## Task instructions
Starting at the line that has "identified by their" and stopping after the line that has "the service flagged.", reproduce the listing below exactly; omit everything else.

## Provided data
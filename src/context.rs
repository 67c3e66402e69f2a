//! State of one scan run.
//!
//! A single [`RunContext`] is created per invocation and threaded through the
//! strategy and the archive handlers, so findings in archive members end up
//! in the same summary as top-level files. Files are identified by their
//! label: the path as given for top-level files, `archive/member` for
//! extracted members.

use std::collections::BTreeMap;
use std::sync::atomic::{AtomicBool, Ordering};
use std::sync::Arc;
use std::time::Instant;

use crate::report::Report;

/// A submission whose report has not been retrieved yet.
#[derive(Debug, Clone, PartialEq, Eq)]
pub struct QueuedScan {
    /// Scan id returned by the service.
    pub scan_id: String,
    /// Label of the submitted file.
    pub file: String,
}

/// A file skipped because the service would not accept it.
#[derive(Debug, Clone, PartialEq, Eq)]
pub struct LargeFile {
    pub file: String,
    pub size: u64,
}

/// Everything a run has learned so far.
#[derive(Debug, Default)]
pub struct RunContext {
    /// Label of every infected or possibly infected file and its SHA-256.
    pub file_hashes: BTreeMap<String, String>,
    /// Report of every hash in `file_hashes`.
    pub reports: BTreeMap<String, Report>,
    /// Submissions in the order they were made.
    pub queued: Vec<QueuedScan>,
    pub large_files: Vec<LargeFile>,
    /// When the last file was submitted.
    pub last_submission: Option<Instant>,
    /// Current archive nesting depth.
    pub depth: usize,
    shutdown_flag: Option<Arc<AtomicBool>>,
}

impl RunContext {
    #[must_use]
    pub fn new() -> Self {
        Self::default()
    }

    /// Stop the run once `flag` is set.
    #[must_use]
    pub fn with_shutdown_flag(mut self, flag: Arc<AtomicBool>) -> Self {
        self.shutdown_flag = Some(flag);
        self
    }

    #[must_use]
    pub fn is_shutdown_requested(&self) -> bool {
        self.shutdown_flag()
            .is_some_and(|f| f.load(Ordering::SeqCst))
    }

    /// The flag given to [`RunContext::with_shutdown_flag`].
    #[must_use]
    pub fn shutdown_flag(&self) -> Option<&AtomicBool> {
        self.shutdown_flag.as_deref()
    }

    /// Remember a file the service flagged.
    pub fn record_finding(&mut self, file: &str, hash: &str, report: Report) {
        self.file_hashes.insert(file.to_string(), hash.to_string());
        self.reports.insert(hash.to_string(), report);
    }

    /// Remember a submission for the drain phase.
    pub fn queue(&mut self, scan_id: String, file: &str) {
        self.queued.push(QueuedScan {
            scan_id,
            file: file.to_string(),
        });
    }

    pub fn record_submission(&mut self) {
        self.last_submission = Some(Instant::now());
    }

    pub fn record_large_file(&mut self, file: &str, size: u64) {
        self.large_files.push(LargeFile {
            file: file.to_string(),
            size,
        });
    }

    /// Files whose report is known, with the report, ordered by label.
    pub fn findings(&self) -> impl Iterator<Item = (&str, &Report)> {
        self.file_hashes
            .iter()
            .filter_map(|(file, hash)| self.reports.get(hash).map(|r| (file.as_str(), r)))
    }
}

## Solution to the problem
//! in the same summary as top-level files. Files are identified by their
//! label: the path as given for top-level files, `archive/member` for
//! extracted members.

use std::collections::BTreeMap;
use std::sync::atomic::{AtomicBool, Ordering};
use std::sync::Arc;
use std::time::Instant;

use crate::report::Report;

/// A submission whose report has not been retrieved yet.
#[derive(Debug, Clone, PartialEq, Eq)]
pub struct QueuedScan {
    /// Scan id returned by the service.
    pub scan_id: String,
    /// Label of the submitted file.
    pub file: String,
}

/// A file skipped because the service would not accept it.
#[derive(Debug, Clone, PartialEq, Eq)]
pub struct LargeFile {
    pub file: String,
    pub size: u64,
}

/// Everything a run has learned so far.
#[derive(Debug, Default)]
pub struct RunContext {
    /// Label of every infected or possibly infected file and its SHA-256.
    pub file_hashes: BTreeMap<String, String>,
    /// Report of every hash in `file_hashes`.
    pub reports: BTreeMap<String, Report>,
    /// Submissions in the order they were made.
    pub queued: Vec<QueuedScan>,
    pub large_files: Vec<LargeFile>,
    /// When the last file was submitted.
    pub last_submission: Option<Instant>,
    /// Current archive nesting depth.
    pub depth: usize,
    shutdown_flag: Option<Arc<AtomicBool>>,
}

impl RunContext {
    #[must_use]
    pub fn new() -> Self {
        Self::default()
    }

    /// Stop the run once `flag` is set.
    #[must_use]
    pub fn with_shutdown_flag(mut self, flag: Arc<AtomicBool>) -> Self {
        self.shutdown_flag = Some(flag);
        self
    }

    #[must_use]
    pub fn is_shutdown_requested(&self) -> bool {
        self.shutdown_flag()
            .is_some_and(|f| f.load(Ordering::SeqCst))
    }

    /// The flag given to [`RunContext::with_shutdown_flag`].
    #[must_use]
    pub fn shutdown_flag(&self) -> Option<&AtomicBool> {
        self.shutdown_flag.as_deref()
    }

    /// Remember a file the service flagged.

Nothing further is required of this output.